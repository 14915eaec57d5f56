//! UI directory discovery and component usage scanning.

use ignore::{Walk, WalkBuilder};
use regex::Regex;
use std::collections::HashSet;
use std::fs;
use std::path::{Path, PathBuf};
use std::sync::LazyLock;
use tracing::debug;

/// Name of the directory holding the UI components
pub const UI_DIR_NAME: &str = "ui";

/// Required name of the UI directory's parent
pub const COMPONENTS_DIR_NAME: &str = "components";

/// Extensions of files scanned for component references
pub const SOURCE_EXTENSIONS: &[&str] = &["ts", "tsx", "js", "jsx"];

/// A reference is `components/ui/<name>` directly preceded by one of `.`, `/`, `@` or `"`.
/// Single-quoted and templated import paths are deliberately not recognised.
static COMPONENT_REF: LazyLock<Regex> = LazyLock::new(|| {
    Regex::new(r#"[./@"](?i:components/ui/)([A-Za-z0-9_-]+)"#)
        .expect("component reference pattern is valid")
});

/// Result of scanning a project for component references
#[derive(Debug, Default)]
pub struct UsageScan {
    /// Lowercased identifiers referenced anywhere in the scanned sources
    pub used: HashSet<String>,
    pub files_scanned: usize,
    pub files_unreadable: usize,
}

/// Build a walker over the whole project tree.
/// Hidden entries and ignored paths are included, symlinks are not followed,
/// and entries come in file name order so "first match" is stable.
fn project_walker(project_root: &Path) -> Walk {
    WalkBuilder::new(project_root)
        .hidden(false)
        .ignore(false)
        .git_ignore(false)
        .git_global(false)
        .git_exclude(false)
        .parents(false)
        .sort_by_file_name(|a, b| a.cmp(b))
        .build()
}

/// Split a file name at its last dot. The dot stays with the extension,
/// so `.gitkeep` has an empty stem and `button.stories.tsx` has stem `button.stories`.
pub fn split_extension(name: &str) -> (&str, &str) {
    match name.rfind('.') {
        Some(idx) => name.split_at(idx),
        None => (name, ""),
    }
}

/// Check whether a file name carries one of the scanned source extensions
pub fn is_source_file(name: &str) -> bool {
    let (_, ext) = split_extension(name);
    ext.strip_prefix('.')
        .is_some_and(|ext| SOURCE_EXTENSIONS.contains(&ext))
}

fn is_ui_dir(path: &Path) -> bool {
    let named_ui = path.file_name().is_some_and(|name| name == UI_DIR_NAME);
    named_ui
        && path
            .parent()
            .and_then(|parent| parent.file_name())
            .is_some_and(|name| name == COMPONENTS_DIR_NAME)
}

/// Find the first `components/ui` directory in walk order
pub fn find_ui_dir(project_root: &Path) -> Option<PathBuf> {
    for result in project_walker(project_root) {
        let entry = match result {
            Ok(entry) => entry,
            Err(err) => {
                debug!(%err, "skipping unreadable entry while looking for ui directory");
                continue;
            }
        };

        let is_dir = entry.file_type().is_some_and(|ft| ft.is_dir());
        if is_dir && is_ui_dir(entry.path()) {
            return Some(entry.into_path());
        }
    }

    None
}

/// Extract every referenced component identifier from source text, lowercased
pub fn extract_component_refs(source: &str) -> impl Iterator<Item = String> + '_ {
    COMPONENT_REF
        .captures_iter(source)
        .filter_map(|caps| caps.get(1))
        .map(|m| m.as_str().to_lowercase())
}

/// Walk the project and collect the components referenced by its sources.
/// Imports, comments and string literals all count as references.
pub fn collect_used_components(project_root: &Path) -> UsageScan {
    let mut scan = UsageScan::default();

    for result in project_walker(project_root) {
        let entry = match result {
            Ok(entry) => entry,
            Err(err) => {
                debug!(%err, "skipping unreadable entry during usage scan");
                continue;
            }
        };

        if entry.file_type().is_none_or(|ft| ft.is_dir()) {
            continue;
        }

        let name = entry.file_name().to_string_lossy();
        if !is_source_file(&name) {
            continue;
        }

        let bytes = match fs::read(entry.path()) {
            Ok(bytes) => bytes,
            Err(err) => {
                debug!(path = %entry.path().display(), %err, "cannot read source file");
                scan.files_unreadable += 1;
                continue;
            }
        };

        scan.files_scanned += 1;
        let text = String::from_utf8_lossy(&bytes);
        scan.used.extend(extract_component_refs(&text));
    }

    scan
}
//! Install/build and commit steps run in the project root after pruning.

use clap::ValueEnum;
use std::fmt;
use std::path::Path;
use std::process::{Command, ExitStatus};
use tracing::{debug, warn};

/// Default install-then-build command
pub const DEFAULT_BUILD_COMMAND: &str = "npm install --legacy-peer-deps && npm run build";

/// Default commit command
pub const DEFAULT_COMMIT_COMMAND: &str = "git commit -am 'auto: cleanup ui and build'";

/// When the commit step runs relative to the build result
#[derive(Debug, Clone, Copy, PartialEq, Eq, Default, ValueEnum)]
pub enum CommitPolicy {
    /// Commit even when the build failed
    #[default]
    Always,
    /// Commit only after a successful build
    OnBuildSuccess,
}

/// Result of one shell step. Failures are reported, never raised.
#[derive(Debug, Clone, PartialEq, Eq)]
pub enum StepOutcome {
    Succeeded,
    /// Exited unsuccessfully; `code` is `None` when killed by a signal
    Failed { code: Option<i32> },
    SpawnFailed(String),
    /// Disabled by options, or held back by the commit policy
    Skipped,
}

impl StepOutcome {
    fn from_status(status: ExitStatus) -> Self {
        if status.success() {
            StepOutcome::Succeeded
        } else {
            StepOutcome::Failed {
                code: status.code(),
            }
        }
    }

    pub fn is_success(&self) -> bool {
        matches!(self, StepOutcome::Succeeded)
    }
}

impl fmt::Display for StepOutcome {
    fn fmt(&self, f: &mut fmt::Formatter<'_>) -> fmt::Result {
        match self {
            StepOutcome::Succeeded => write!(f, "succeeded"),
            StepOutcome::Failed { code: Some(code) } => write!(f, "failed with exit code {}", code),
            StepOutcome::Failed { code: None } => write!(f, "terminated by signal"),
            StepOutcome::SpawnFailed(err) => write!(f, "could not start: {}", err),
            StepOutcome::Skipped => write!(f, "skipped"),
        }
    }
}

/// Outcomes of the build and commit steps for one project
#[derive(Debug, Clone, PartialEq, Eq)]
pub struct BuildReport {
    pub build: StepOutcome,
    pub commit: StepOutcome,
}

/// Runs the build and commit shell commands in a project root
#[derive(Debug, Clone)]
pub struct BuildRunner {
    pub build_command: String,
    pub commit_command: String,
    pub run_build: bool,
    pub run_commit: bool,
    pub policy: CommitPolicy,
}

impl Default for BuildRunner {
    fn default() -> Self {
        Self {
            build_command: DEFAULT_BUILD_COMMAND.to_string(),
            commit_command: DEFAULT_COMMIT_COMMAND.to_string(),
            run_build: true,
            run_commit: true,
            policy: CommitPolicy::default(),
        }
    }
}

fn shell_command(script: &str) -> Command {
    #[cfg(windows)]
    {
        let mut cmd = Command::new("cmd");
        cmd.arg("/C").arg(script);
        cmd
    }
    #[cfg(not(windows))]
    {
        let mut cmd = Command::new("sh");
        cmd.arg("-c").arg(script);
        cmd
    }
}

/// Run a shell script in `dir` with inherited stdout/stderr and wait for it
fn run_step(label: &str, script: &str, dir: &Path) -> StepOutcome {
    debug!(step = label, script, dir = %dir.display(), "running step");

    let outcome = match shell_command(script).current_dir(dir).status() {
        Ok(status) => StepOutcome::from_status(status),
        Err(err) => StepOutcome::SpawnFailed(err.to_string()),
    };

    if !outcome.is_success() {
        warn!(step = label, dir = %dir.display(), %outcome, "step did not succeed");
    }
    outcome
}

impl BuildRunner {
    /// Run the build step, then the commit step as the policy allows
    pub fn run(&self, project_root: &Path) -> BuildReport {
        let build = if self.run_build {
            run_step("build", &self.build_command, project_root)
        } else {
            StepOutcome::Skipped
        };

        let policy_allows = match self.policy {
            CommitPolicy::Always => true,
            CommitPolicy::OnBuildSuccess => !self.run_build || build.is_success(),
        };

        let commit = if self.run_commit && policy_allows {
            run_step("commit", &self.commit_command, project_root)
        } else {
            StepOutcome::Skipped
        };

        BuildReport { build, commit }
    }
}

# # #

• _Exercise details_
Go through the listing above. Show each line where the word "impl" is found.

• _Response to this task_
pub fn extract_component_refs(source: &str) -> impl Iterator<Item = String> + '_ {
impl StepOutcome {
impl fmt::Display for StepOutcome {
impl Default for BuildRunner {
impl BuildRunner {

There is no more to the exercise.